[TASK GOAL]
In the material below, find each line with the word "taken" and list it.

[RECORDS FOR THE TASK]

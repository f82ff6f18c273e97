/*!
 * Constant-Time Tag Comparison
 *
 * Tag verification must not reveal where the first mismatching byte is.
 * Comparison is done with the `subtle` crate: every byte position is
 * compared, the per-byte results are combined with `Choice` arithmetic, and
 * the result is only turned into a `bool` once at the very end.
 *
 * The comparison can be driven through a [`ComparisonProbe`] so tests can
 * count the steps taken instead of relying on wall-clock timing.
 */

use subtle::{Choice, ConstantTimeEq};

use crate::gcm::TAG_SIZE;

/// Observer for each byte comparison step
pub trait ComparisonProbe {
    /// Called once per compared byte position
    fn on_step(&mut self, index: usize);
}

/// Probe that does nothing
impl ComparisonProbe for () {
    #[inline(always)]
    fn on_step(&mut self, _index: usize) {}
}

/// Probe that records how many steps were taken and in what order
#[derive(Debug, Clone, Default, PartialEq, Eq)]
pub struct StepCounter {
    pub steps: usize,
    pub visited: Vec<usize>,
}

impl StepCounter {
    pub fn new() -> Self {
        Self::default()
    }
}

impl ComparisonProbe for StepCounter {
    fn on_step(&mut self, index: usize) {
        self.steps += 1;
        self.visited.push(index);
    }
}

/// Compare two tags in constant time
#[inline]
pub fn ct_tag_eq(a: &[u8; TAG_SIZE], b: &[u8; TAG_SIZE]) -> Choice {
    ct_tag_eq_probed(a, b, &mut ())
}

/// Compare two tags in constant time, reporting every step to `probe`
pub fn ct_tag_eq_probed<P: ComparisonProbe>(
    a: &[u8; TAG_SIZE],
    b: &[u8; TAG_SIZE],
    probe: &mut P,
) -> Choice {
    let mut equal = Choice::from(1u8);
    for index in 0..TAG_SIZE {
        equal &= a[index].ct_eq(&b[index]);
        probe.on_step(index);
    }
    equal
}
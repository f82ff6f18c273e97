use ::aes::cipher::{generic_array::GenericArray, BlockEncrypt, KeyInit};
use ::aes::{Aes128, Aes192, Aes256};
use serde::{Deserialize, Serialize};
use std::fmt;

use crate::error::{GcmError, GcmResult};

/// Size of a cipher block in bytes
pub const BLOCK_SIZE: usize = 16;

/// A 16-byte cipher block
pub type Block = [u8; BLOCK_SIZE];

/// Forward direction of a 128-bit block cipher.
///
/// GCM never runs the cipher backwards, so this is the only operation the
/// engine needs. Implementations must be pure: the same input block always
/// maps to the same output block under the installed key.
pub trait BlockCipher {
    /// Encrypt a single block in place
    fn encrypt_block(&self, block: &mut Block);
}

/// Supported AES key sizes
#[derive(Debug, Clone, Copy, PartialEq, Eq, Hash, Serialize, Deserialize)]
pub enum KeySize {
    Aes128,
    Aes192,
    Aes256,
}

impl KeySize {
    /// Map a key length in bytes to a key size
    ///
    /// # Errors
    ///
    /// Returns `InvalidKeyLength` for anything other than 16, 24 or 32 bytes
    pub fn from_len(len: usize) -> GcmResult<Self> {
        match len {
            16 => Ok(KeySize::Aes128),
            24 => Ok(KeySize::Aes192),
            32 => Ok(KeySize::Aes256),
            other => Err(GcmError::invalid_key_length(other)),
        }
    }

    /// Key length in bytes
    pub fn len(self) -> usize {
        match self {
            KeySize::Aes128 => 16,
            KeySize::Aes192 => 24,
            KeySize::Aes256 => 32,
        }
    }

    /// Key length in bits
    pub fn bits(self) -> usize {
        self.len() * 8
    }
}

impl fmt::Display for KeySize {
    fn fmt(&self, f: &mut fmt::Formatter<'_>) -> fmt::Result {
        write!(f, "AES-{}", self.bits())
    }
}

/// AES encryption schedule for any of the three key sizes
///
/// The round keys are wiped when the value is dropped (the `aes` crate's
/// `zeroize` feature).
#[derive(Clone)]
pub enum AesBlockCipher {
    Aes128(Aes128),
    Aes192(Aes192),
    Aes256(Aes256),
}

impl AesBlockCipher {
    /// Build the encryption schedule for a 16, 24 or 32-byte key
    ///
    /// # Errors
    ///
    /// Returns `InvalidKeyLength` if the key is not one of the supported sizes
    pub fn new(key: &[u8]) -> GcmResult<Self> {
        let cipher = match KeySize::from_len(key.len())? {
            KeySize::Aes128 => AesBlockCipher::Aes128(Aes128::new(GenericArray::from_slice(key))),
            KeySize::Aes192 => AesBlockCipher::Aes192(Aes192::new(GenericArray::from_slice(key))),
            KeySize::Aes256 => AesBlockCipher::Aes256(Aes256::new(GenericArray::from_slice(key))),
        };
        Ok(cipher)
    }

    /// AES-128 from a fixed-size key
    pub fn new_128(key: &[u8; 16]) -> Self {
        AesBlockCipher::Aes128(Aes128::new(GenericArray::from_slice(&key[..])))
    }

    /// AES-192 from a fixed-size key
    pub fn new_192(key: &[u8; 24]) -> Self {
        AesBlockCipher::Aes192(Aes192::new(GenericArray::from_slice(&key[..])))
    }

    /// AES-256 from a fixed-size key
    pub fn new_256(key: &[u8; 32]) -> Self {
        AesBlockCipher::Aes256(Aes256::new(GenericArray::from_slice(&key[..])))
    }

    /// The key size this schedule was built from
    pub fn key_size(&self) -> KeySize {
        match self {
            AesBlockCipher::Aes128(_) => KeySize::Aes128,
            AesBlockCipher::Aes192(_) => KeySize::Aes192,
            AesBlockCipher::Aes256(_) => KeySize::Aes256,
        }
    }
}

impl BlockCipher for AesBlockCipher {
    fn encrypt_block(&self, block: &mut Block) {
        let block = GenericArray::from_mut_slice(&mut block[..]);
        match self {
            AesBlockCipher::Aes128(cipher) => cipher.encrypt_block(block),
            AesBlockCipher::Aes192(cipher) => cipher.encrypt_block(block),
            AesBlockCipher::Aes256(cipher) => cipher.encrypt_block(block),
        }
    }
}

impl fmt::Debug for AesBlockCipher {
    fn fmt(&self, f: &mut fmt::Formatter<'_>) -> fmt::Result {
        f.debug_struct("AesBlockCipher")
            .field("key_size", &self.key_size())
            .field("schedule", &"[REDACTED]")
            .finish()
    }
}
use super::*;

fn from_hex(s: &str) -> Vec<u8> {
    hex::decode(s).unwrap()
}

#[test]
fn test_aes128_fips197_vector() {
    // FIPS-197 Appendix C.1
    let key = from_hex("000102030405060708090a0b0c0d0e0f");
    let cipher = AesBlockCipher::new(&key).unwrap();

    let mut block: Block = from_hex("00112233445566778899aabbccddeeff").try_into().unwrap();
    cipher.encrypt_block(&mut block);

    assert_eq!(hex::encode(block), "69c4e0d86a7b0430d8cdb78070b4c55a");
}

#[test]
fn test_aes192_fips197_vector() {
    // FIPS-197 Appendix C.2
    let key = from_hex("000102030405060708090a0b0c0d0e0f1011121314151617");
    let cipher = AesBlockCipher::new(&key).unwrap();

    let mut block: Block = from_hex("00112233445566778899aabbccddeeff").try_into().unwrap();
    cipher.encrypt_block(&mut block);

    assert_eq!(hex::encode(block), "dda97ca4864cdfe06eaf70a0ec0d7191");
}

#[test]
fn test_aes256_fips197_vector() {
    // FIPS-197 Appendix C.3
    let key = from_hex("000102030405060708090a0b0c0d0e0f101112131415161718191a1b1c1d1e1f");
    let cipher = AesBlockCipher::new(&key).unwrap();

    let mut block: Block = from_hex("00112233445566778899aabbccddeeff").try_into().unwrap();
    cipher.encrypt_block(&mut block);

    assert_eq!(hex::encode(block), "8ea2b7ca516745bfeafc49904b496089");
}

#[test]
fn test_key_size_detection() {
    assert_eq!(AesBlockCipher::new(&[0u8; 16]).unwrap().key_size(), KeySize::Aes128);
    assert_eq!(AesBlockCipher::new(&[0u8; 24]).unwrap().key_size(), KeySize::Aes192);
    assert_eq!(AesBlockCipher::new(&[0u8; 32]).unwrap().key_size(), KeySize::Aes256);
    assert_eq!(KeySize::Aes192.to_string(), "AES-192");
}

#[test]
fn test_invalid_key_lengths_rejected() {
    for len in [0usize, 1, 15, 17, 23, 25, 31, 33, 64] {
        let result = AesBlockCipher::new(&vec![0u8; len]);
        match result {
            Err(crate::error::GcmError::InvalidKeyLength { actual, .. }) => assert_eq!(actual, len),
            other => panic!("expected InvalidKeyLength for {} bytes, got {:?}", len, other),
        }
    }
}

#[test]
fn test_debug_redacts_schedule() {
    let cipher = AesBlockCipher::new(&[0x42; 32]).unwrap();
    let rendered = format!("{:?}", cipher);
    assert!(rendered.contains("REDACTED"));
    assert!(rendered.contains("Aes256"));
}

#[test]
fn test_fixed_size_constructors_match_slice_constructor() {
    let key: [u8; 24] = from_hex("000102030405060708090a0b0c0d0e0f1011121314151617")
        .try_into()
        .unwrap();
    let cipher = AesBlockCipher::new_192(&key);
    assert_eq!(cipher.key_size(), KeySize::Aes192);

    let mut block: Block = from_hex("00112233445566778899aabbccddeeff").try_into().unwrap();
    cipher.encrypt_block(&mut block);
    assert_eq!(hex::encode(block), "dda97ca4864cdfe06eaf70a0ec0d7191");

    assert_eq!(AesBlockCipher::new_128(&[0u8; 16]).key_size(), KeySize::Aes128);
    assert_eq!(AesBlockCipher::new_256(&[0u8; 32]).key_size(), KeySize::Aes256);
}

* * *

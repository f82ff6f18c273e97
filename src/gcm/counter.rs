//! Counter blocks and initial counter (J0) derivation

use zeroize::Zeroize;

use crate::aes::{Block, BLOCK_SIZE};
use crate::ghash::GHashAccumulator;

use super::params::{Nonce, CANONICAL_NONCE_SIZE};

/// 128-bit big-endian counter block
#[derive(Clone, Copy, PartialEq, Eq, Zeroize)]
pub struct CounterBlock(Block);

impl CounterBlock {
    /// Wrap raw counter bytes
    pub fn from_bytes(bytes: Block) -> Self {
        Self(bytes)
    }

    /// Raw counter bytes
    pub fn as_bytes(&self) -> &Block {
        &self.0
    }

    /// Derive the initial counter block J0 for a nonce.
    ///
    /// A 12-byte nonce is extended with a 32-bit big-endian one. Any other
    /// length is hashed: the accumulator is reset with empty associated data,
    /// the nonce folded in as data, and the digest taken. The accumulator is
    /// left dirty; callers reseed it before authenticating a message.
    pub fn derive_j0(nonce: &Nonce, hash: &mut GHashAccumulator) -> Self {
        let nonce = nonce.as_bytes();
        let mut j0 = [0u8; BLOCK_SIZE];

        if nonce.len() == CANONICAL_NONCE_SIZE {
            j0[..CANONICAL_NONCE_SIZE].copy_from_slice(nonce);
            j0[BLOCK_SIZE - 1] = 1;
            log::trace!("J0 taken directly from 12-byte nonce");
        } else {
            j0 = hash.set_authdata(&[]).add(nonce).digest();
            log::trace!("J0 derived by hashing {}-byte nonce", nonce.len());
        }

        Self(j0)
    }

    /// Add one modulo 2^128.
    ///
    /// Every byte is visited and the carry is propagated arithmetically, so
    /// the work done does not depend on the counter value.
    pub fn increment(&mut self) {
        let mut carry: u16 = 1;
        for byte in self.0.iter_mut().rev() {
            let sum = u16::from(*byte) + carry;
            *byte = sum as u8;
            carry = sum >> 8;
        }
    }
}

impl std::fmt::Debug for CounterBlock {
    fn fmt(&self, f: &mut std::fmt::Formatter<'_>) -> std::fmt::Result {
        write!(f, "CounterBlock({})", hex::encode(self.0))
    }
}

[FINAL ANSWER]
 * count the steps taken instead of relying on wall-clock timing.
/// Probe that records how many steps were taken and in what order
    /// the nonce folded in as data, and the digest taken. The accumulator is
            log::trace!("J0 taken directly from 12-byte nonce");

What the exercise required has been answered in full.